Mi padre tuvo que comprar una casa. La eligió extramuros, expuesta hacia el norte y espaciosa, pues pensaba casarse de nuevo y preveía que quizás yo tampoco tardaría en fundar una familia. Natanael le abrió un crédito sobre su tesoro personal, arreglo que nos permitiría conservar nuestra reserva en piedras preciosas. Durante todo aquel invierno, el juez Maimónides se desplegó en actividades de jefe de obras, dirigió a albañiles y yeseros, hizo construir una alberca, ordenó plantar hibiscos y buganvillas y comenzó a buscar una sirvienta. Natanael le propuso para que ocupara un puesto en el Consejo. Pacientemente, desplazándose de prisa con aquellos pasitos suyos tan cortos, firme, de una pieza, a su manera, sin un solo pensamiento dudoso ni un instante de debilidad, tras quince años de aventuradas peregrinaciones llenas de peligros, fatigas y sinsabores, mi padre asentaba de nuevo junto a la orilla del Nilo nuestra porción de talud del Guadalquivir. ¿Andalucía en Egipto? ¿Córdoba en Fostat? No había que engañarse: éramos como esos abejorros que transportan el polen de las flores ya marchitas desde hace tiempo.
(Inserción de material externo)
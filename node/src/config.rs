// Copyright (c) 2025 Varshith Gudur. Licensed under AGPLv3.
use std::net::SocketAddr;
use std::path::PathBuf;
use std::str::FromStr;
use std::time::Duration;

use trunk_kernel::config::ResourceConfig;

use crate::errors::ConfigError;

#[derive(Clone, Debug)]
pub struct NodeConfig {
    /// Base URL of the remote event table. `None` runs fully offline.
    pub remote_url: Option<String>,
    pub api_key: Option<String>,
    pub user_id: String,
    /// Upper bound on every network operation.
    pub network_timeout: Duration,
    /// Identical submissions inside this window are rejected.
    pub debounce_window: Duration,
    pub flush_interval: Duration,
    /// Local event log. `None` keeps the log in memory only.
    pub log_path: Option<PathBuf>,
    pub reconnect_delay: Duration,
    pub bind_addr: SocketAddr,
    /// Bearer token required by the reference server.
    pub auth_token: Option<String>,
    pub resources: ResourceConfig,
}

impl Default for NodeConfig {
    fn default() -> Self {
        Self {
            remote_url: None,
            api_key: None,
            user_id: "local".to_string(),
            network_timeout: Duration::from_secs(15),
            debounce_window: Duration::from_millis(500),
            flush_interval: Duration::from_secs(1),
            log_path: Some(PathBuf::from("trunk-events.log")),
            reconnect_delay: Duration::from_secs(5),
            bind_addr: SocketAddr::from(([127, 0, 0, 1], 3000)),
            auth_token: None,
            resources: ResourceConfig::default(),
        }
    }
}

fn var(key: &str) -> Option<String> {
    std::env::var(key).ok().filter(|v| !v.trim().is_empty())
}

fn parse<T: FromStr>(key: &'static str) -> Result<Option<T>, ConfigError> {
    match var(key) {
        None => Ok(None),
        Some(raw) => raw
            .parse()
            .map(Some)
            .map_err(|_| ConfigError::Invalid { key, value: raw }),
    }
}

impl NodeConfig {
    /// Defaults overridden by `TRUNK_*` environment variables.
    ///
    /// `TRUNK_RESOURCES` names a JSON constants file replacing the built-in
    /// soil economy. `TRUNK_LOG_PATH=memory` disables the on-disk log.
    pub fn from_env() -> Result<Self, ConfigError> {
        let mut cfg = Self::default();

        cfg.remote_url = var("TRUNK_REMOTE_URL").or(cfg.remote_url);
        cfg.api_key = var("TRUNK_API_KEY").or(cfg.api_key);
        cfg.auth_token = var("TRUNK_AUTH_TOKEN").or(cfg.auth_token);
        if let Some(user) = var("TRUNK_USER_ID") {
            cfg.user_id = user;
        }
        if let Some(ms) = parse::<u64>("TRUNK_TIMEOUT_MS")? {
            cfg.network_timeout = Duration::from_millis(ms);
        }
        if let Some(ms) = parse::<u64>("TRUNK_DEBOUNCE_MS")? {
            cfg.debounce_window = Duration::from_millis(ms);
        }
        if let Some(ms) = parse::<u64>("TRUNK_FLUSH_INTERVAL_MS")? {
            cfg.flush_interval = Duration::from_millis(ms);
        }
        if let Some(ms) = parse::<u64>("TRUNK_RECONNECT_DELAY_MS")? {
            cfg.reconnect_delay = Duration::from_millis(ms);
        }
        if let Some(addr) = parse::<SocketAddr>("TRUNK_BIND_ADDR")? {
            cfg.bind_addr = addr;
        }
        match var("TRUNK_LOG_PATH").as_deref() {
            Some("memory") => cfg.log_path = None,
            Some(path) => cfg.log_path = Some(PathBuf::from(path)),
            None => {}
        }
        if let Some(path) = var("TRUNK_RESOURCES") {
            let raw = std::fs::read_to_string(&path)?;
            cfg.resources = ResourceConfig::from_json(&raw)?;
        }

        Ok(cfg)
    }
}
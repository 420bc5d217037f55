// Copyright (c) 2025 Varshith Gudur. Licensed under AGPLv3.
//! Sun entries from entity snapshots.

use chrono::{DateTime, Utc};
use serde::{Deserialize, Serialize};
use serde_json::{Map, Value};

use crate::types::TwigId;
use crate::validate::{non_empty_str, opt_date, opt_str, ValidationReport, UNASSIGNED_TWIG};

#[derive(Clone, Debug, PartialEq, Serialize, Deserialize)]
#[serde(rename_all = "camelCase")]
pub struct SunRecord {
    #[serde(with = "crate::time::iso8601")]
    pub timestamp: DateTime<Utc>,
    pub twig_id: TwigId,
    pub twig_label: String,
    pub content: String,
    #[serde(default, skip_serializing_if = "Option::is_none")]
    pub prompt: Option<String>,
}

/// Older snapshots nest the twig under `context`.
fn twig_field<'a>(obj: &'a Map<String, Value>, key: &str) -> Option<&'a str> {
    non_empty_str(obj, key).or_else(|| obj.get("context").and_then(Value::as_object).and_then(|c| non_empty_str(c, key)))
}

pub fn validate_sun_entry(value: &Value) -> ValidationReport {
    let mut report = ValidationReport::new();
    let Some(obj) = value.as_object() else {
        report.error("sun entry is not an object");
        return report;
    };
    if opt_date(obj, "timestamp").is_none() {
        report.error("timestamp must be a date string");
    }
    if obj.get("content").and_then(Value::as_str).is_none() {
        report.error("content must be a string");
    }
    if twig_field(obj, "twigId").is_none() {
        report.warn("twigId missing; record will be unassigned");
    }
    if twig_field(obj, "twigLabel").is_none() {
        report.warn("twigLabel missing");
    }
    report
}

/// A sun entry has no id; without a timestamp or content it is unusable.
pub fn sanitize_sun_entry(value: &Value) -> Option<SunRecord> {
    let obj = value.as_object()?;
    Some(SunRecord {
        timestamp: opt_date(obj, "timestamp")?,
        content: opt_str(obj, "content")?,
        twig_id: TwigId::new(twig_field(obj, "twigId").unwrap_or(UNASSIGNED_TWIG)),
        twig_label: twig_field(obj, "twigLabel").unwrap_or_default().to_string(),
        prompt: opt_str(obj, "prompt"),
    })
}
// Copyright (c) 2025 Varshith Gudur. Licensed under AGPLv3.
use std::path::Path;

use trunk_kernel::config::ResourceConfig;
use trunk_kernel::verify::state_hash_hex;

use super::table;
use crate::engine::{Cutoff, ForensicLog};

/// Time travel: the derived state as it stood at `at`.
pub fn run(path: &Path, at: &str, cfg: &ResourceConfig) -> anyhow::Result<()> {
    let log = ForensicLog::load(path, cfg)?;
    let cutoff = Cutoff::parse(at)?;
    let derivation = log.derive_to(cutoff, cfg);
    let state = &derivation.state;
    let applied = log.events_to(cutoff).len();

    println!("\nState {} ({} of {} events)", cutoff.label(), applied, log.events.len());
    println!(
        "Soil: {:.2} available / {:.2} capacity, hash {}\n",
        state.soil_available,
        state.soil_capacity,
        state_hash_hex(state)
    );

    let mut sprouts = table(vec!["Sprout", "Title", "Season", "Env", "State", "Water", "Result"]);
    for sprout in state.sprouts.values() {
        sprouts.add_row(vec![
            sprout.id.to_string(),
            sprout.title.clone(),
            sprout.season.to_string(),
            sprout.environment.to_string(),
            sprout.state.as_str().to_string(),
            sprout.water_entries.len().to_string(),
            sprout.result.map(|r| r.to_string()).unwrap_or_default(),
        ]);
    }
    println!("{sprouts}\n");

    if !state.leaves.is_empty() {
        let mut leaves = table(vec!["Leaf", "Name", "Twig", "Sprouts"]);
        for leaf in state.leaves.values() {
            leaves.add_row(vec![
                leaf.id.to_string(),
                leaf.name.clone(),
                leaf.twig_id.to_string(),
                state.sprouts_for_leaf(&leaf.id).len().to_string(),
            ]);
        }
        println!("{leaves}\n");
    }
    Ok(())
}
Aquella noche mi padre tenía un aspecto especialmente jovial. El último destajista acababa de marcharse de nuestra casa. El mobiliario y los objetos de uso se hallaban en su sitio, el agua chapaleaba en la alberca. Tamar, la sirvienta, se dedicaba a sus asuntos. Cuando nos levantamos de la mesa y antes de encerrarse en su despacho para trabajar, se deslizó hacia mí, hacia mí porque yo era el primogénito, y con una voz enternecida por la emoción me dijo: ¿Te das cuenta, hijo mío? A pesar de todo lo hemos conseguido.

A la mañana siguiente estaba muerto.